As the week progressed, FX markets became more balanced and two-way. While the broader macro backdrop remained unchanged, price action has become less directional, with moves increasingly driven by positioning adjustments rather than new information. EUR/USD held near recent highs, supported by softer USD flows, while USD/JPY remained capped below 160, with intervention risk continuing to anchor the upside.

Overall, the environment has shifted away from the strong directional trends seen earlier in the month toward a more range-driven structure. Markets remain headline-sensitive, but with cleaner positioning, reactions have become more measured, allowing for broader consolidation in the near term.

Crude

Crude (June) is trading around 87, toward the lower end of the broader 79–101 range that has held since early March.

With no new developments on the geopolitical front, positioning appears to have largely reset, and the market is less sensitive to incremental headlines.

Momentum is approaching oversold, which may support near-term stabilization within the range.

That said, technicals remain secondary — price will continue to be driven primarily by developments around the war and any shift toward ceasefire or escalation.

BTC

BTC broke and closed above the key Fibonacci level at 74,367, extending higher toward the 50% retracement at 78,795.

The move into the highs came with bearish divergence and overbought momentum, suggesting the rally is becoming stretched in the near term.

On the topside, the next key level is the 61.8% retracement at 83,223.

On a pullback, initial support sits between 69,380 and 67,027.

Near term, a period of consolidation or correction would be constructive before assessing the next directional move.

EUR/USD

EUR/USD printed a bearish engulfing candle on Friday with momentum extremely overbought.
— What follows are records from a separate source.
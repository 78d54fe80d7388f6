//! Report sheet layout: fills one template copy from one normalized table.

use packlist_io_xlsx::{
    EnumCellValue, EnumFmtKey, N_BORDER_THIN, SheetModel, SpecCellBorder, SpecCellFormat,
    SpecMergeRange, XlsxModelError, derive_default_xlsx_formats,
};
use tracing::debug;

use crate::aggregate::{derive_breakdown_totals, derive_row_size_values};
use crate::conf::{C_LABEL_SUMMARY, C_LABEL_TOTAL, N_SIZES, TUP_SIZE_LABELS, TUP_SUMMARY_LABELS};
use crate::spec::{
    EnumPoLineSource, EnumSapPoStyle, ReportError, SpecColorBreakdownEntry, SpecGeneratedSheet,
    SpecNormalizedTable, SpecReportSummary, SpecTemplateLayout,
};
use crate::util::{derive_numeric, round3};

/// Per-sheet inputs that are not part of the table itself.
#[derive(Debug, Clone, Copy)]
pub struct SpecLayoutContext<'a> {
    pub layout: &'a SpecTemplateLayout,
    /// Final, already de-duplicated sheet name.
    pub sheet_name: &'a str,
}

/// Fill a fresh copy of `template` with one table.
///
/// The template is never mutated; identical inputs yield identical sheets.
pub fn write_report_sheet(
    template: &SheetModel,
    normalized: &SpecNormalizedTable,
    summary: &SpecReportSummary,
    l_breakdown: &[SpecColorBreakdownEntry],
    ctx: &SpecLayoutContext<'_>,
) -> Result<SpecGeneratedSheet, ReportError> {
    let layout = ctx.layout;
    let n_data_rows = normalized.n_data_rows();
    let n_row_data_start = layout.n_row_data_start;
    let derive_layout_error = |message: String| ReportError::Layout {
        n_table_idx: normalized.n_table_idx,
        message,
    };

    let mut sheet = template.clone();
    sheet.set_name(ctx.sheet_name);
    let mut l_warnings = Vec::new();

    write_header_fields(&mut sheet, normalized, ctx);

    // #region DataRows
    sheet.insert_rows(n_row_data_start, n_data_rows);
    let n_row_style = n_row_data_start + n_data_rows;
    for idx in 0..n_data_rows {
        sheet.copy_row_style(n_row_style, n_row_data_start + idx);
    }

    for (idx, row) in normalized.rows.iter().enumerate() {
        let n_row = n_row_data_start + idx;
        let if_group_first = normalized
            .group_of(idx)
            .is_none_or(|group| group.n_row_start == idx);
        if if_group_first {
            sheet.set_value(n_row, layout.n_col_carton, derive_text_value(&row.carton_id));
        } else {
            sheet.clear_value(n_row, layout.n_col_carton);
        }
        sheet.set_value(n_row, layout.n_col_color, derive_text_value(&row.color));
        sheet.set_value(n_row, layout.n_col_sku, derive_text_value(&row.sku));
        sheet.set_value(n_row, layout.n_col_material, derive_text_value(&row.material_code));

        for (n_size, value) in derive_row_size_values(normalized, idx).iter().enumerate() {
            sheet.set_value(
                n_row,
                layout.n_col_size_start + n_size,
                derive_output_value(value, false),
            );
        }
        for mapping in &layout.l_column_mappings {
            let if_round = layout.l_cols_round.contains(&mapping.n_col_dst);
            sheet.set_value(
                n_row,
                mapping.n_col_dst,
                derive_output_value(normalized.raw(idx, mapping.n_col_src), if_round),
            );
        }
    }

    for group in normalized.groups.iter().filter(|group| group.if_split()) {
        let n_row_first = n_row_data_start + group.n_row_start;
        let n_row_last = n_row_data_start + group.n_row_end;
        for col in std::iter::once(layout.n_col_carton).chain(layout.l_cols_merge.iter().copied()) {
            let n_removed = sheet
                .merge_or_replace(SpecMergeRange::vertical(col, n_row_first, n_row_last))
                .map_err(|err| derive_layout_error(err.to_string()))?;
            if n_removed > 0 {
                l_warnings.push(format!(
                    "carton {}: replaced {n_removed} colliding merge(s) in column {col}",
                    group.carton_id
                ));
            }
        }
    }
    // #endregion

    // Reserved area below the data is rebuilt from scratch.
    let n_row_reserved_end = layout.n_row_reserved_end + n_data_rows;
    let n_merges_cleared = sheet.clear_rows(n_row_style, n_row_reserved_end);
    if n_merges_cleared > 0 {
        debug!(n_merges_cleared, sheet = ctx.sheet_name, "cleared reserved area merges");
    }

    let n_row_summary = n_row_style + layout.n_rows_summary_gap;
    let n_row_summary_end = write_summary_block(&mut sheet, summary, layout, n_row_summary)
        .map_err(|err| derive_layout_error(err.to_string()))?;
    let n_row_breakdown = n_row_summary + layout.n_row_breakdown_offset;
    let n_row_breakdown_end = write_breakdown_block(&mut sheet, l_breakdown, layout, n_row_breakdown);

    let n_row_block_end = n_row_summary_end.max(n_row_breakdown_end);
    if n_row_block_end > n_row_reserved_end {
        l_warnings.push(format!(
            "summary blocks end at row {} beyond the reserved area ending at row {}",
            n_row_block_end + 1,
            n_row_reserved_end + 1
        ));
    }

    Ok(SpecGeneratedSheet {
        n_table_idx: normalized.n_table_idx,
        sheet,
        sheet_name: ctx.sheet_name.to_string(),
        order_number: normalized.order_number.clone(),
        n_row_data_start,
        n_data_rows,
        n_row_summary,
        n_row_block_end,
        warnings: l_warnings,
    })
}

fn derive_text_value(text: &str) -> EnumCellValue {
    EnumCellValue::from(text)
}

/// Numbers (numeric text included) become numeric cells, optionally rounded.
fn derive_output_value(value: &EnumCellValue, if_round: bool) -> EnumCellValue {
    match derive_numeric(value) {
        Some(n) if if_round => EnumCellValue::Number(round3(n)),
        Some(n) => EnumCellValue::Number(n),
        None => value.clone(),
    }
}

/// Value written into the PO-line / model # header cells.
pub fn derive_po_line(normalized: &SpecNormalizedTable, source: EnumPoLineSource) -> String {
    match source {
        EnumPoLineSource::OrderNumber => normalized.order_number.clone(),
        EnumPoLineSource::SkuTrimmed => {
            let c_sku = normalized
                .rows
                .first()
                .map(|row| row.sku.as_str())
                .unwrap_or_default();
            let n_chars = c_sku.chars().count();
            if n_chars > 2 {
                c_sku.chars().take(n_chars - 2).collect()
            } else {
                c_sku.to_string()
            }
        }
    }
}

fn write_header_fields(
    sheet: &mut SheetModel,
    normalized: &SpecNormalizedTable,
    ctx: &SpecLayoutContext<'_>,
) {
    let layout = ctx.layout;
    let c_po_line = derive_po_line(normalized, layout.enum_po_line_source);
    let c_sap_po = match layout.enum_sap_po_style {
        EnumSapPoStyle::SheetName => ctx.sheet_name.to_string(),
        EnumSapPoStyle::Doubled if normalized.order_number.is_empty() => String::new(),
        EnumSapPoStyle::Doubled => {
            format!("{} / {}", normalized.order_number, normalized.order_number)
        }
    };

    let (row, col) = layout.cell_po_line;
    sheet.set_value(row, col, c_po_line.clone());
    let (row, col) = layout.cell_model_no;
    sheet.set_value(row, col, c_po_line);
    let (row, col) = layout.cell_sap_po;
    sheet.set_value(row, col, c_sap_po);
    let (row, col) = layout.cell_model_name;
    sheet.set_value(row, col, normalized.model_name.clone());
    let (row, col) = layout.cell_ship_to;
    sheet.set_value(row, col, normalized.side_text.clone());
    for (row, col) in &layout.l_cells_clear {
        sheet.clear_value(*row, *col);
    }
}

/// Summary header plus one label/value row per total; returns the last row used.
fn write_summary_block(
    sheet: &mut SheetModel,
    summary: &SpecReportSummary,
    layout: &SpecTemplateLayout,
    n_row_summary: usize,
) -> Result<usize, XlsxModelError> {
    let dict_fmt = derive_default_xlsx_formats();
    let derive_fmt = |key: EnumFmtKey| dict_fmt.get(&key).cloned().unwrap_or_default();
    let fmt_label = derive_fmt(EnumFmtKey::Text).with_(SpecCellFormat {
        align: Some("left".to_string()),
        ..Default::default()
    });
    let (n_col_label, n_col_value) = (layout.n_col_summary_label, layout.n_col_summary_value);

    let n_row_end = n_row_summary + TUP_SUMMARY_LABELS.len();
    sheet.unmerge_overlapping(&SpecMergeRange::new(n_row_summary, n_col_label, n_row_end, n_col_value));

    sheet.write(n_row_summary, n_col_label, C_LABEL_SUMMARY, derive_fmt(EnumFmtKey::Header));
    sheet.write(n_row_summary, n_col_value, EnumCellValue::None, derive_fmt(EnumFmtKey::Header));
    if n_col_value > n_col_label {
        sheet.merge_or_replace(SpecMergeRange::new(n_row_summary, n_col_label, n_row_summary, n_col_value))?;
    }

    let l_values = [
        (summary.total_carton, EnumFmtKey::Integer),
        (round3(summary.total_net_net_weight), EnumFmtKey::Decimal),
        (round3(summary.total_net_weight), EnumFmtKey::Decimal),
        (round3(summary.total_gross_weight), EnumFmtKey::Decimal),
        (round3(summary.total_cbm), EnumFmtKey::Decimal),
    ];
    for (offset, (c_label, (n_value, enum_fmt))) in
        TUP_SUMMARY_LABELS.iter().zip(l_values).enumerate()
    {
        let n_row = n_row_summary + 1 + offset;
        sheet.write(n_row, n_col_label, *c_label, fmt_label.clone());
        sheet.write(n_row, n_col_value, n_value, derive_fmt(enum_fmt));
    }
    Ok(n_row_end)
}

/// Color x size grid with a totals row; returns the last row used.
fn write_breakdown_block(
    sheet: &mut SheetModel,
    l_breakdown: &[SpecColorBreakdownEntry],
    layout: &SpecTemplateLayout,
    n_row_header: usize,
) -> usize {
    let dict_fmt = derive_default_xlsx_formats();
    let derive_fmt = |key: EnumFmtKey| dict_fmt.get(&key).cloned().unwrap_or_default();
    let fmt_header = derive_fmt(EnumFmtKey::Header);
    let fmt_value = derive_fmt(EnumFmtKey::Text);
    let fmt_total = fmt_value.with_(SpecCellFormat {
        bold: Some(true),
        ..Default::default()
    });

    let n_col_start = layout.n_col_breakdown_start;
    let n_col_total = n_col_start + N_SIZES + 1;
    let n_row_total = n_row_header + l_breakdown.len() + 1;
    let range_block = SpecMergeRange::new(n_row_header, n_col_start, n_row_total, n_col_total);
    sheet.unmerge_overlapping(&range_block);

    sheet.write(n_row_header, n_col_start, layout.c_breakdown_color_label, fmt_header.clone());
    for (n_size, c_label) in TUP_SIZE_LABELS.iter().enumerate() {
        sheet.write(n_row_header, n_col_start + 1 + n_size, *c_label, fmt_header.clone());
    }
    sheet.write(n_row_header, n_col_total, C_LABEL_TOTAL, fmt_header.clone());

    for (offset, entry) in l_breakdown.iter().enumerate() {
        let n_row = n_row_header + 1 + offset;
        sheet.write(n_row, n_col_start, entry.color.as_str(), fmt_value.clone());
        for (n_size, n_qty) in entry.size_quantities.iter().enumerate() {
            sheet.write(n_row, n_col_start + 1 + n_size, *n_qty, fmt_value.clone());
        }
        sheet.write(n_row, n_col_total, entry.total, fmt_total.clone());
    }

    let (l_totals, n_grand_total) = derive_breakdown_totals(l_breakdown);
    sheet.write(n_row_total, n_col_start, C_LABEL_TOTAL, fmt_header.clone());
    for (n_size, n_qty) in l_totals.iter().enumerate() {
        sheet.write(n_row_total, n_col_start + 1 + n_size, *n_qty, fmt_total.clone());
    }
    sheet.write(n_row_total, n_col_total, n_grand_total, fmt_total);

    sheet.apply_grid_border(&range_block, &SpecCellBorder::uniform(N_BORDER_THIN));
    n_row_total
}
While the USD/oil correlation has weakened, the pair briefly traded through the 61.8% Fibonacci resistance before quickly reversing lower.

Technically, the combination of overbought momentum, a reversal candle, and failure at the 61.8% level suggests the move is stretched in the near term.

To start the week, I would expect more consolidative price action with a slight downward bias, particularly as headlines around a potential ceasefire and further U.S.–Iran talks continue to drive short-term volatility.

USD/JPY

USD/JPY continues to trade within its multi-week range of 157.50–160.50 (currently ~158.70), with momentum now back to neutral.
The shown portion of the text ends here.